START The input
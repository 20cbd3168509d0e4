//! Validation of incoming webmention submissions.
//!
//! Validation is a pure function of the request and the allow-list. It runs
//! before any queue or store access, so a rejected request never mutates
//! state.
//!
//! # Rules
//!
//! Checked in order; the first violated rule is reported:
//!
//! | index | rule |
//! |-------|------|
//! | 0 | method is `POST` |
//! | 1 | `Content-Type` is `application/x-www-form-urlencoded` |
//! | 2 | body is a form with non-empty `source` and `target` |
//! | 3 | `source` differs from `target` |
//! | 4 | both are absolute URLs |
//! | 5 | `target` starts with an allow-listed prefix (if a list is configured) |
//! | 6 | `target` scheme is `http` or `https` |

use axum::http::header::CONTENT_TYPE;
use axum::http::{HeaderMap, Method};
use thiserror::Error;
use url::Url;
use url::form_urlencoded;

use crate::config::AllowList;
use crate::types::Mention;

/// The only media type accepted for submissions.
const FORM_CONTENT_TYPE: &str = "application/x-www-form-urlencoded";

/// Why a submission was rejected.
#[derive(Debug, Clone, PartialEq, Eq, Error)]
pub enum Rejection {
    #[error("method {0} not allowed, expected POST")]
    MethodNotAllowed(Method),

    #[error("unsupported content type: {}", .0.as_deref().unwrap_or("<none>"))]
    UnsupportedContentType(Option<String>),

    #[error("body is not a valid form")]
    MalformedBody,

    #[error("missing form field: {0}")]
    MissingField(&'static str),

    #[error("source and target are the same URL")]
    SelfMention,

    #[error("{field} is not an absolute URL: {reason}")]
    InvalidUrl {
        field: &'static str,
        reason: url::ParseError,
    },

    #[error("target is not on the allow-list")]
    TargetNotAllowed,

    #[error("target scheme {0:?} is not http or https")]
    UnsupportedScheme(String),
}

impl Rejection {
    /// Index of the violated rule in evaluation order.
    pub fn rule_index(&self) -> usize {
        match self {
            Rejection::MethodNotAllowed(_) => 0,
            Rejection::UnsupportedContentType(_) => 1,
            Rejection::MalformedBody | Rejection::MissingField(_) => 2,
            Rejection::SelfMention => 3,
            Rejection::InvalidUrl { .. } => 4,
            Rejection::TargetNotAllowed => 5,
            Rejection::UnsupportedScheme(_) => 6,
        }
    }
}

/// Validates a raw submission and extracts the mention it claims.
pub fn validate_submission(
    method: &Method,
    headers: &HeaderMap,
    body: &[u8],
    allow_list: &AllowList,
) -> Result<Mention, Rejection> {
    if *method != Method::POST {
        return Err(Rejection::MethodNotAllowed(method.clone()));
    }

    check_content_type(headers)?;

    let mention = parse_form(body)?;

    if mention.source == mention.target {
        return Err(Rejection::SelfMention);
    }

    parse_absolute("source", &mention.source)?;
    let target = parse_absolute("target", &mention.target)?;

    if !allow_list.is_empty() && !allow_list.matches(&mention.target) {
        return Err(Rejection::TargetNotAllowed);
    }

    if !matches!(target.scheme(), "http" | "https") {
        return Err(Rejection::UnsupportedScheme(target.scheme().to_string()));
    }

    Ok(mention)
}

/// Boolean form of [`validate_submission`].
pub fn is_valid(
    method: &Method,
    headers: &HeaderMap,
    body: &[u8],
    allow_list: &AllowList,
) -> bool {
    validate_submission(method, headers, body, allow_list).is_ok()
}

fn check_content_type(headers: &HeaderMap) -> Result<(), Rejection> {
    let value = headers
        .get(CONTENT_TYPE)
        .and_then(|v| v.to_str().ok())
        .ok_or(Rejection::UnsupportedContentType(None))?;

    // Ignore parameters such as `; charset=utf-8`.
    let media_type = value.split(';').next().unwrap_or_default().trim();
    if media_type.eq_ignore_ascii_case(FORM_CONTENT_TYPE) {
        Ok(())
    } else {
        Err(Rejection::UnsupportedContentType(Some(value.to_string())))
    }
}

/// Extracts `source` and `target` from a form body. The first occurrence of
/// each key wins.
fn parse_form(body: &[u8]) -> Result<Mention, Rejection> {
    if std::str::from_utf8(body).is_err() {
        return Err(Rejection::MalformedBody);
    }

    let mut source = None;
    let mut target = None;
    for (key, value) in form_urlencoded::parse(body) {
        match &*key {
            "source" if source.is_none() => source = Some(value.into_owned()),
            "target" if target.is_none() => target = Some(value.into_owned()),
            _ => {}
        }
    }

    let source = source
        .filter(|s| !s.is_empty())
        .ok_or(Rejection::MissingField("source"))?;
    let target = target
        .filter(|t| !t.is_empty())
        .ok_or(Rejection::MissingField("target"))?;

    Ok(Mention::new(source, target))
}

fn parse_absolute(field: &'static str, value: &str) -> Result<Url, Rejection> {
    Url::parse(value).map_err(|reason| Rejection::InvalidUrl { field, reason })
}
END The input
Task requirements -
Looking at the entries above, find how many lines include the word "POST" and write that number alone.

Solution to this exercise -
3